■ **Exercise instructions**: Repeat, line for line, the entries below from the first line to the line containing "in the handler.", counting both ends.

■ **Raw data**:
════════════════

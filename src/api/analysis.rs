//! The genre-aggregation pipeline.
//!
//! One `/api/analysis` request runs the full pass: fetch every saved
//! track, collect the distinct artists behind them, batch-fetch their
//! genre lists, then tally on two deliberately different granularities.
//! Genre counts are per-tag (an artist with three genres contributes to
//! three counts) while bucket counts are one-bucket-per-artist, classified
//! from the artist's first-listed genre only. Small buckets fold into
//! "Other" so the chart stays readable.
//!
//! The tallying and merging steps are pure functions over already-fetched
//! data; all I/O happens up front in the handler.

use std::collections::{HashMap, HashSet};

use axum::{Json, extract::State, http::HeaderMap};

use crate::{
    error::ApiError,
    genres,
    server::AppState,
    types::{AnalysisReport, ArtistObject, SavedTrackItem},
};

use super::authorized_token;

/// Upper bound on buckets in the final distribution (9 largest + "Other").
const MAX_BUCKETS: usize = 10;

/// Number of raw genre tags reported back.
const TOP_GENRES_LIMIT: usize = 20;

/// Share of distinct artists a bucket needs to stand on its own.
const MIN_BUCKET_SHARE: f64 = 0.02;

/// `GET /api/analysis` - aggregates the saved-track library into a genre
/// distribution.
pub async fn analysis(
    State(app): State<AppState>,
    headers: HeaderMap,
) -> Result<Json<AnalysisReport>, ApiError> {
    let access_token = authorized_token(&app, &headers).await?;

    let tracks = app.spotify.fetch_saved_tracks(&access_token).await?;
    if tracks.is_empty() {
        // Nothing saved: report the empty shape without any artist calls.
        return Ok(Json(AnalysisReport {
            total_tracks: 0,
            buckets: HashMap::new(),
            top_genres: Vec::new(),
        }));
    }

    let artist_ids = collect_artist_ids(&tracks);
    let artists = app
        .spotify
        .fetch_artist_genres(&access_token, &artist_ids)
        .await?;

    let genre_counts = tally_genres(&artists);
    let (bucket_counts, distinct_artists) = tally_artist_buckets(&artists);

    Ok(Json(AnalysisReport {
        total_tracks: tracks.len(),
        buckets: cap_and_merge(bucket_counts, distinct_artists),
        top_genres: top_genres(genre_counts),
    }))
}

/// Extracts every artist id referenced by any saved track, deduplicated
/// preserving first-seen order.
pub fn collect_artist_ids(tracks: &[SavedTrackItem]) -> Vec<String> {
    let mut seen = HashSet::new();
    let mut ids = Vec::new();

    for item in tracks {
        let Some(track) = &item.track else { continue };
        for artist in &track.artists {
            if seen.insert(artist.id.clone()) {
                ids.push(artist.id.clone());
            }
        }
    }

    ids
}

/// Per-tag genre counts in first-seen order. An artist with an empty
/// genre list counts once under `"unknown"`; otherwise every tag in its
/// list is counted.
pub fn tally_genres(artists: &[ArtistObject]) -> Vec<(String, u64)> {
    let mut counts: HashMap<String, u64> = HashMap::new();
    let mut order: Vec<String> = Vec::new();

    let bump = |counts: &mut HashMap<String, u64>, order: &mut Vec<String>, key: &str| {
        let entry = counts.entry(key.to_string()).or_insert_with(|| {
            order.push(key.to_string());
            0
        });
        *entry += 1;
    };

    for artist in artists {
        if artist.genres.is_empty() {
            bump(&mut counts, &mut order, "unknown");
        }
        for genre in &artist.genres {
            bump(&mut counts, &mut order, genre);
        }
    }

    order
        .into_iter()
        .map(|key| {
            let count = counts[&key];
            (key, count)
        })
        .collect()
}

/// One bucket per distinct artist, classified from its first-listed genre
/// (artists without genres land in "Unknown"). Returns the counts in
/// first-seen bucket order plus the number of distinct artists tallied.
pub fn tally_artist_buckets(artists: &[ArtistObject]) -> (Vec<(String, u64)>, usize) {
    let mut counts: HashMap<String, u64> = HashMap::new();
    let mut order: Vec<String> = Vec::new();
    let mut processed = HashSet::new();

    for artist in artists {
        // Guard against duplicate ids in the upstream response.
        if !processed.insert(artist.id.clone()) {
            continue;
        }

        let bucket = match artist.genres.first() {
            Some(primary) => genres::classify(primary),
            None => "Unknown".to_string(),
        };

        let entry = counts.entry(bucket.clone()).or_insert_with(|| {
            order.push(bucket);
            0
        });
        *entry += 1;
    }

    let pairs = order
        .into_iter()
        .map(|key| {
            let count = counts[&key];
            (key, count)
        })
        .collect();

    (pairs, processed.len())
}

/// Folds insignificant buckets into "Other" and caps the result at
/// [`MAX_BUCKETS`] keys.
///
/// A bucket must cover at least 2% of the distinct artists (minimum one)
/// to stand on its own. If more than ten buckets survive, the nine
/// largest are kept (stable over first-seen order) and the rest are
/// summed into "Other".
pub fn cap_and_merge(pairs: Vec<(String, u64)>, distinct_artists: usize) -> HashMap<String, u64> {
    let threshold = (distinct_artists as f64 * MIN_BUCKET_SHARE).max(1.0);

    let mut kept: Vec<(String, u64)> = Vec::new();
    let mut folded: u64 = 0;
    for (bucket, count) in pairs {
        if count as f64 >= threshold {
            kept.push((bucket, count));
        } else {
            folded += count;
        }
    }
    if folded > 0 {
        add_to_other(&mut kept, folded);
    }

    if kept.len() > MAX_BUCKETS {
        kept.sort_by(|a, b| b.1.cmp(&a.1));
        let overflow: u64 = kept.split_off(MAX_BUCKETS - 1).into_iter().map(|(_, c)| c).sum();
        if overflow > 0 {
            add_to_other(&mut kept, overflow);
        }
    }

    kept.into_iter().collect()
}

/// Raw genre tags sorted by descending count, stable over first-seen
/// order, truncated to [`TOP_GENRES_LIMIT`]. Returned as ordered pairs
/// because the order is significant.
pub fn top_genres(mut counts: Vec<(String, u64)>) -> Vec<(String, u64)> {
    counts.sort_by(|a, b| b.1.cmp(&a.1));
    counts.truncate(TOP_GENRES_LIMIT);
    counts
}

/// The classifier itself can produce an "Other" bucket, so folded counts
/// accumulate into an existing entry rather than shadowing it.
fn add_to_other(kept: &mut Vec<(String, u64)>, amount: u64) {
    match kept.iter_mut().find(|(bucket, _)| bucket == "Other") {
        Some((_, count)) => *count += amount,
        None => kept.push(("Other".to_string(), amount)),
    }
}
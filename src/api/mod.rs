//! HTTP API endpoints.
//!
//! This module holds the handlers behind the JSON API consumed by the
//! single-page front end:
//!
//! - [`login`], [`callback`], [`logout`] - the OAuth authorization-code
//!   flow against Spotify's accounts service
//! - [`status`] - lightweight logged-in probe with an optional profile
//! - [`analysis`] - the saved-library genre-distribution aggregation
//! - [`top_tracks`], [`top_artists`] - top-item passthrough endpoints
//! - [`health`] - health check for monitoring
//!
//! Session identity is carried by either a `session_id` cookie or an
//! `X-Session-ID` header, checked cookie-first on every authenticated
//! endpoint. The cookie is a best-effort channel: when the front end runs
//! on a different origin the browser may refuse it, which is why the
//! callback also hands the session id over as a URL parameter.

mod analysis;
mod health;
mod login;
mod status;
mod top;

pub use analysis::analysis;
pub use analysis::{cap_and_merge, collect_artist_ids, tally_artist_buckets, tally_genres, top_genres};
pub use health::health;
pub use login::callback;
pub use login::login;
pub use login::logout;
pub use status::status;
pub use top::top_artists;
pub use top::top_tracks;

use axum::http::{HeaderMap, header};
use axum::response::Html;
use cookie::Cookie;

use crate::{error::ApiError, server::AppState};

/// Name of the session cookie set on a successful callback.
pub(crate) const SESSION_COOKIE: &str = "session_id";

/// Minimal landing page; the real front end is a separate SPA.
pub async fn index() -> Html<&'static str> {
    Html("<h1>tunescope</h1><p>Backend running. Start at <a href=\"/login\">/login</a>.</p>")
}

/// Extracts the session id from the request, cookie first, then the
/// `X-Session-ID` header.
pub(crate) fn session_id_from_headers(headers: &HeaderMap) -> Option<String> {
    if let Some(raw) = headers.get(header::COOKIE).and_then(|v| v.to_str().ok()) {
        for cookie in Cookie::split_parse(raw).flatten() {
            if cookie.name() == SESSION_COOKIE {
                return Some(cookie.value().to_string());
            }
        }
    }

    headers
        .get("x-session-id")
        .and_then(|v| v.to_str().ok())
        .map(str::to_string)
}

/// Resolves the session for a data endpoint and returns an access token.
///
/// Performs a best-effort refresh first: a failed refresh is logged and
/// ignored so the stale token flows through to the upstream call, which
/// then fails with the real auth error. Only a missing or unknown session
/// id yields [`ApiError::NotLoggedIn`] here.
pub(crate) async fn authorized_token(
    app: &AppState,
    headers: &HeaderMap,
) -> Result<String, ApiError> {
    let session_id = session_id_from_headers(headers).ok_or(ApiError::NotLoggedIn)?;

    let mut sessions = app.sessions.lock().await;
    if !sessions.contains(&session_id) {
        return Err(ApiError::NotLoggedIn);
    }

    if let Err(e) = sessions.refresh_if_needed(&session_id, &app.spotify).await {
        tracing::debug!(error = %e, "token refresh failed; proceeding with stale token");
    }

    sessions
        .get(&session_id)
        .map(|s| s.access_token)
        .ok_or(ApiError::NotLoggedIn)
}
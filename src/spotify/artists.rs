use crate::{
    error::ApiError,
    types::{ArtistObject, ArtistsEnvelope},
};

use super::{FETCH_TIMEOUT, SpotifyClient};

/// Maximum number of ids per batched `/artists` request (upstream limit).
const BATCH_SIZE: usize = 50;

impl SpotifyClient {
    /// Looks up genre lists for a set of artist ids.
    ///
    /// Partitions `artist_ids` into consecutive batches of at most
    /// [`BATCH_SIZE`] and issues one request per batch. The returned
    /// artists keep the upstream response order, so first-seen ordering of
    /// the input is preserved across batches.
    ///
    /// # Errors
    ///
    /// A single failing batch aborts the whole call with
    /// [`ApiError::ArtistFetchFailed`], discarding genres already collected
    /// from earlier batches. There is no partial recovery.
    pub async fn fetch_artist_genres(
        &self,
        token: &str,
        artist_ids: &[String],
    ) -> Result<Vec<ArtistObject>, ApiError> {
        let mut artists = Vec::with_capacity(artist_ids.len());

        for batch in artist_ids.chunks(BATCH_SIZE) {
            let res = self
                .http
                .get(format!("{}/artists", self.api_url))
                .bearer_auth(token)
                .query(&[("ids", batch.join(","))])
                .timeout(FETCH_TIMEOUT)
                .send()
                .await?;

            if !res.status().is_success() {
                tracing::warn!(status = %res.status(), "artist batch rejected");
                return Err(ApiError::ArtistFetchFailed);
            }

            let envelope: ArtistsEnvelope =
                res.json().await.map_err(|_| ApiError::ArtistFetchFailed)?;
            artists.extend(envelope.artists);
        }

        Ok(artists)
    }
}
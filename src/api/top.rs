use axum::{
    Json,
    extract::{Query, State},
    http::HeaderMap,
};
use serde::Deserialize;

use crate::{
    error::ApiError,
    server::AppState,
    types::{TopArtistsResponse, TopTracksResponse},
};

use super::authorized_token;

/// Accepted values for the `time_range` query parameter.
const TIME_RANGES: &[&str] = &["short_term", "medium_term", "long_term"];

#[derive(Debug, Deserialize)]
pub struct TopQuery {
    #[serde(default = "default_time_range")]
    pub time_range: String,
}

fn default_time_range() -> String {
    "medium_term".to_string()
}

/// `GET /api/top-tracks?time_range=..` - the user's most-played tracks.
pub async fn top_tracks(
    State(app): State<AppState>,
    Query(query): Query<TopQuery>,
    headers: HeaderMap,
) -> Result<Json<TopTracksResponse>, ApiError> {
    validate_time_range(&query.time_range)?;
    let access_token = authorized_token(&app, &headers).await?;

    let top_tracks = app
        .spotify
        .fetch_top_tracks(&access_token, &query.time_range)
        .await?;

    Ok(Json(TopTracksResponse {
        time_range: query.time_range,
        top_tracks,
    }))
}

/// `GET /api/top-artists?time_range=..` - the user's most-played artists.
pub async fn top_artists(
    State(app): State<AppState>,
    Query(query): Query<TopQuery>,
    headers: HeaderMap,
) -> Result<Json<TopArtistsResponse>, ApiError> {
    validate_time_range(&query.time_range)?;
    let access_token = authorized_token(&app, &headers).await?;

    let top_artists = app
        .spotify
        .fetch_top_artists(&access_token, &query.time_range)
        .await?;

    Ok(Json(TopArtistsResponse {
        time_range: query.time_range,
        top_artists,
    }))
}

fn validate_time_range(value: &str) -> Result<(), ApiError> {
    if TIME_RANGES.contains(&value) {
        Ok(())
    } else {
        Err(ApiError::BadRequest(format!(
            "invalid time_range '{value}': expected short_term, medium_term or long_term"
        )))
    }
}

════════════════

■ **Output for this exercise**:
filename src/api/analysis.rs
//! The genre-aggregation pipeline.
//!
//! One `/api/analysis` request runs the full pass: fetch every saved
//! track, collect the distinct artists behind them, batch-fetch their
//! genre lists, then tally on two deliberately different granularities.
//! Genre counts are per-tag (an artist with three genres contributes to
//! three counts) while bucket counts are one-bucket-per-artist, classified
//! from the artist's first-listed genre only. Small buckets fold into
//! "Other" so the chart stays readable.
//!
//! The tallying and merging steps are pure functions over already-fetched
//! data; all I/O happens up front in the handler.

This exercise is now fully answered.